Increased participation in global value chains is expected to bring good news to Africa by catalyse the diversification of its economic, increasing domestic resource mobilisation and improving investments in critical infrastructure.
Despite opportunities for higher value chains and growing exports to the rest of the world, Africa’s participation in global value chains still focuses mainly on low value activities.
This is according to the African Economic Outlook 2014 (AEO) on Global Value Chains & Africa’s Industrialization, launched in Addis Ababa on 18 July 2014, which underscored that in the face of a fast globalizing world, industrial production is increasingly becoming highly fragmented.
“In this new production and trade reality, it will no longer be necessary for African countries to create entire industries,” noted African Development Bank’s Eastern Africa Regional Director Gabriel Negatu. “Instead, countries will now be able to integrate into the global value chain by specializing and offering specific skills or products to an expanding global production network. This ‘new normal’ will open up a new and quicker route for African countries to capture a growing percentage of the global value chain.
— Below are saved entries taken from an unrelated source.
//! Step navigation and submission
//!
//! The navigator owns the wizard state and moves it between steps:
//! - `next` validates the current step and advances only when it is clean
//! - `previous` always moves back, without validation
//! - `begin_submit` / `finish_submit` bracket the hand-off on the last step
//!
//! Resetting after a successful hand-off is the caller's job (the dialog
//! does it when it closes).

use crate::config::WizardConfig;
use crate::error::{ShapingError, WizardError};
use crate::shaping::{self, DependencyToggle, NewStage, NewTask, TaskGroup};
use crate::state::{FormDataPatch, TemplateDataPatch, WizardState};
use crate::step::{FieldErrors, Step};
use crate::submit::{TemplateCreator, TemplateReceipt};
use lexflow_template::{
    AdvancedTemplateData, CreateAdvancedTemplateData, Stage, StageId, Task, TaskId, TemplateDraft,
};

/// Drives an open wizard from the first step to submission
#[derive(Debug, Clone, Default)]
pub struct WizardNavigator {
    state: WizardState,
    config: WizardConfig,
    submitting: bool,
}

impl WizardNavigator {
    /// Fresh wizard on the first step
    #[inline]
    #[must_use]
    pub fn new(config: WizardConfig) -> Self {
        Self {
            state: WizardState::new(),
            config,
            submitting: false,
        }
    }

    /// Wizard seeded with an existing draft
    #[must_use]
    pub fn with_draft(config: WizardConfig, draft: TemplateDraft) -> Self {
        Self {
            state: WizardState::with_draft(draft),
            config,
            submitting: false,
        }
    }

    /// Underlying state
    #[inline]
    #[must_use]
    pub fn state(&self) -> &WizardState {
        &self.state
    }

    /// Configuration
    #[inline]
    #[must_use]
    pub fn config(&self) -> &WizardConfig {
        &self.config
    }

    /// Active step
    #[inline]
    #[must_use]
    pub fn step(&self) -> Step {
        self.state.step()
    }

    /// The draft being built
    #[inline]
    #[must_use]
    pub fn draft(&self) -> &TemplateDraft {
        self.state.draft()
    }

    /// Current field errors
    #[inline]
    #[must_use]
    pub fn errors(&self) -> &FieldErrors {
        self.state.errors()
    }

    /// Whether a hand-off is pending
    #[inline]
    #[must_use]
    pub fn is_submitting(&self) -> bool {
        self.submitting
    }

    /// Progress through the steps, in percent
    #[must_use]
    pub fn progress(&self) -> f64 {
        f64::from(self.step().number()) / f64::from(Step::COUNT) * 100.0
    }

    /// Merge top-level fields, clearing their errors
    pub fn update_form_data(&mut self, patch: FormDataPatch) {
        self.state.update_form_data(patch);
    }

    /// Merge into the nested template data
    pub fn update_template_data(&mut self, patch: TemplateDataPatch) {
        self.state.update_template_data(patch);
    }

    /// Validate the current step, replacing the error map
    pub fn validate_current_step(&mut self) -> bool {
        let step = self.step();
        self.state.validate_step(step)
    }

    /// Advance one step if the current one is valid
    ///
    /// On the last step a valid `next` stays put.
    ///
    /// # Errors
    /// `WizardError::Validation` with the step's field errors.
    pub fn next(&mut self) -> Result<Step, WizardError> {
        let step = self.step();
        if !self.state.validate_step(step) {
            tracing::warn!(
                "Step {} blocked: {} field error(s)",
                step,
                self.state.errors().len()
            );
            return Err(WizardError::Validation {
                step,
                errors: self.state.errors().clone(),
            });
        }

        let target = step.next().unwrap_or(Step::LAST);
        if target != step {
            tracing::info!("Wizard step {} -> {}", step, target);
        }
        self.state.set_step(target);
        Ok(target)
    }

    /// Go back one step; never fails and stops at the first step
    pub fn previous(&mut self) -> Step {
        let step = self.step();
        let target = step.previous().unwrap_or(Step::FIRST);
        if target != step {
            tracing::info!("Wizard step {} -> {}", step, target);
        }
        self.state.set_step(target);
        target
    }

    /// Validate the last step and mark a hand-off as pending
    ///
    /// # Errors
    /// - `NotOnFinalStep` before the last step
    /// - `SubmissionInProgress` while a hand-off is pending
    /// - `Validation` if the step has errors
    pub fn begin_submit(&mut self) -> Result<CreateAdvancedTemplateData, WizardError> {
        let step = self.step();
        if !step.is_last() {
            return Err(WizardError::NotOnFinalStep { step });
        }
        if self.submitting {
            return Err(WizardError::SubmissionInProgress);
        }
        if !self.state.validate_step(step) {
            return Err(WizardError::Validation {
                step,
                errors: self.state.errors().clone(),
            });
        }

        self.submitting = true;
        Ok(self.state.draft().to_create_data())
    }

    /// Clear the pending hand-off
    ///
    /// # Errors
    /// `NoSubmissionInProgress` without a matching `begin_submit`.
    pub fn finish_submit(&mut self) -> Result<(), WizardError> {
        if !self.submitting {
            return Err(WizardError::NoSubmissionInProgress);
        }
        self.submitting = false;
        Ok(())
    }

    /// Validate, hand the template to `creator`, and clear the pending flag
    ///
    /// The creator is called at most once. State is not reset. The pending
    /// flag is also cleared if this future is dropped before the creator
    /// answers.
    ///
    /// # Errors
    /// Everything `begin_submit` returns, plus `Submit` if the creator fails.
    pub async fn submit(
        &mut self,
        creator: &dyn TemplateCreator,
    ) -> Result<TemplateReceipt, WizardError> {
        let data = self.begin_submit()?;
        tracing::info!(
            "Submitting template '{}' with {} stage(s), {} task(s)",
            data.name,
            data.template_data.stages.len(),
            data.template_data.tasks.len()
        );

        let pending = PendingSubmit(&mut self.submitting);
        let outcome = creator.create(data).await;
        drop(pending);

        match outcome {
            Ok(receipt) => {
                tracing::info!("Template created: {}", receipt.template_id);
                Ok(receipt)
            }
            Err(e) => {
                tracing::warn!("Template creation failed: {}", e);
                Err(e.into())
            }
        }
    }

    /// Discard everything and return to the first step
    pub fn reset(&mut self) {
        tracing::debug!("Wizard reset");
        self.state.reset();
        self.submitting = false;
    }

    /// Append a stage
    ///
    /// # Errors
    /// See [`shaping::add_stage`].
    pub fn add_stage(&mut self, stage: NewStage) -> Result<StageId, WizardError> {
        Ok(shaping::add_stage(self.state.template_data_mut(), stage)?)
    }

    /// Remove a stage per the configured policy
    ///
    /// # Errors
    /// See [`shaping::remove_stage`].
    pub fn remove_stage(&mut self, id: StageId) -> Result<Stage, WizardError> {
        let config = self.config;
        Ok(shaping::remove_stage(self.state.template_data_mut(), id, &config)?)
    }

    /// Append a task
    ///
    /// # Errors
    /// See [`shaping::add_task`].
    pub fn add_task(&mut self, task: NewTask) -> Result<TaskId, WizardError> {
        Ok(shaping::add_task(self.state.template_data_mut(), task)?)
    }

    /// Remove a task
    ///
    /// # Errors
    /// See [`shaping::remove_task`].
    pub fn remove_task(&mut self, id: TaskId) -> Result<Task, WizardError> {
        Ok(shaping::remove_task(self.state.template_data_mut(), id)?)
    }

    /// Toggle a dependency between two tasks
    ///
    /// # Errors
    /// See [`shaping::toggle_dependency`].
    pub fn toggle_dependency(
        &mut self,
        task: TaskId,
        dependency: TaskId,
    ) -> Result<DependencyToggle, WizardError> {
        let config = self.config;
        Ok(shaping::toggle_dependency(
            self.state.template_data_mut(),
            task,
            dependency,
            &config,
        )?)
    }

    /// Tasks grouped for display
    #[must_use]
    pub fn task_groups(&self) -> Vec<TaskGroup<'_>> {
        shaping::group_tasks_by_stage(&self.draft().template_data)
    }

    /// Run any other edit against the nested template data
    ///
    /// # Errors
    /// Whatever the edit returns.
    pub fn edit_template_data<R>(
        &mut self,
        edit: impl FnOnce(&mut AdvancedTemplateData) -> Result<R, ShapingError>,
    ) -> Result<R, WizardError> {
        Ok(edit(self.state.template_data_mut())?)
    }
}

/// Clears the submitting flag when the hand-off ends or is abandoned
struct PendingSubmit<'a>(&'a mut bool);

impl Drop for PendingSubmit<'_> {
    fn drop(&mut self) {
        if *self.0 {
            tracing::debug!("Submission no longer pending");
        }
        *self.0 = false;
    }
}

#[cfg(test)]
mod tests {
    use super::*;
    use crate::error::SubmitError;
    use crate::step::Field;
    use async_trait::async_trait;
    use std::sync::atomic::{AtomicUsize, Ordering};

    struct Counting(AtomicUsize);

    #[async_trait]
    impl TemplateCreator for Counting {
        async fn create(
            &self,
            _data: CreateAdvancedTemplateData,
        ) -> Result<TemplateReceipt, SubmitError> {
            self.0.fetch_add(1, Ordering::SeqCst);
            Ok(TemplateReceipt {
                template_id: "tpl-1".to_string(),
            })
        }
    }

    struct Stalled;

    #[async_trait]
    impl TemplateCreator for Stalled {
        async fn create(
            &self,
            _data: CreateAdvancedTemplateData,
        ) -> Result<TemplateReceipt, SubmitError> {
            std::future::pending().await
        }
    }

    fn on_last_step() -> WizardNavigator {
        let mut nav = WizardNavigator::default();
        nav.update_form_data(FormDataPatch::new().name("Divorcio"));
        nav.update_template_data(TemplateDataPatch::new().category("civil"));
        nav.next().unwrap();
        nav.edit_template_data(|data| {
            data.billing.estimated_hours_total = 10.0;
            Ok(())
        })
        .unwrap();
        nav.next().unwrap();
        nav.add_stage(NewStage::new("Análisis", 3)).unwrap();
        nav.next().unwrap();
        nav.next().unwrap();
        nav
    }

    #[test]
    fn progress_is_derived_from_step() {
        let mut nav = WizardNavigator::default();
        assert_eq!(nav.progress(), 20.0);
        nav.update_form_data(FormDataPatch::new().name("x"));
        nav.update_template_data(TemplateDataPatch::new().category("civil"));
        nav.next().unwrap();
        assert_eq!(nav.progress(), 40.0);
    }

    #[test]
    fn next_on_last_step_stays() {
        let mut nav = on_last_step();
        assert_eq!(nav.step(), Step::Documents);
        assert_eq!(nav.next().unwrap(), Step::Documents);
        assert_eq!(nav.progress(), 100.0);
    }

    #[test]
    fn submit_requires_last_step() {
        let mut nav = WizardNavigator::default();
        assert!(matches!(
            nav.begin_submit(),
            Err(WizardError::NotOnFinalStep { step: Step::BasicInfo })
        ));
        assert!(!nav.is_submitting());
    }

    #[test]
    fn second_begin_is_refused_until_finished() {
        let mut nav = on_last_step();
        nav.begin_submit().unwrap();
        assert!(nav.is_submitting());
        assert!(matches!(nav.begin_submit(), Err(WizardError::SubmissionInProgress)));
        nav.finish_submit().unwrap();
        assert!(matches!(
            nav.finish_submit(),
            Err(WizardError::NoSubmissionInProgress)
        ));
    }

    #[test]
    fn blocked_next_reports_errors() {
        let mut nav = WizardNavigator::default();
        let err = nav.next().unwrap_err();
        let errors = err.field_errors().unwrap();
        assert!(errors.contains_key(&Field::Name));
        assert_eq!(nav.errors(), errors);
    }

    #[tokio::test]
    async fn submit_calls_creator_once_and_keeps_state() {
        let mut nav = on_last_step();
        let creator = Counting(AtomicUsize::new(0));

        let receipt = nav.submit(&creator).await.unwrap();
        assert_eq!(receipt.template_id, "tpl-1");
        assert_eq!(creator.0.load(Ordering::SeqCst), 1);
        assert!(!nav.is_submitting());
        assert_eq!(nav.step(), Step::Documents);
        assert_eq!(nav.draft().name, "Divorcio");
    }

    #[tokio::test(start_paused = true)]
    async fn abandoned_submit_clears_pending_flag() {
        let mut nav = on_last_step();

        let attempt =
            tokio::time::timeout(std::time::Duration::from_secs(5), nav.submit(&Stalled)).await;

        assert!(attempt.is_err());
        assert!(!nav.is_submitting());
        assert!(nav.begin_submit().is_ok());
    }
}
What now remains is to ensure that this new normal is effectively harnessed to underpin the continent’s transformation.”
The report cites the case of Ethiopia where the development of agribusiness value chains is said to have contributed to economic growth and job creation. “Ethiopia has also managed to attract a significant number of global textile producers to the country and thereby, increasing value-addition and export of finished products,” remarked UNDP Ethiopia Country Director Samuel Bwalya, “This has also enabled Ethiopia to create 60,000 jobs in this sector.” UNDP’s work in Ethiopia focuses on strengthening national policy-making and accountability mechanisms with support going to enhance the government’s efforts to reinforce coherence between trade and development strategies.
Africa has demonstrated resilience to internal and external shocks and is looking forward to a robust economic growth of five to six percent in 2015.
The AEO indicates that Africa has witnessed significant progress in the drivers of human development such as a decrease in poverty levels, a rise in incomes, and improvements in school enrolment and health coverage rates. In order to sustain these human development gains the report calls for African countries to continue efforts directed at sustaining high growth rates, improving environmental sustainability, addressing inequalities and accelerating social development.
Ethiopia’s State Minister for Industry Tadesse Haile acknowledged that, “Sustaining and broadening the base of economic growth in Ethiopia requires innovative thinking to further improve the country’s competitiveness, attract private investments and simplify the regulatory and institutional frameworks.”
The AEO is a valuable evidence-based tool for policymakers and development actors in Ethiopia and other African countries by offering analysis of the economic situation and stimulating debates on policy options which can support inclusive development.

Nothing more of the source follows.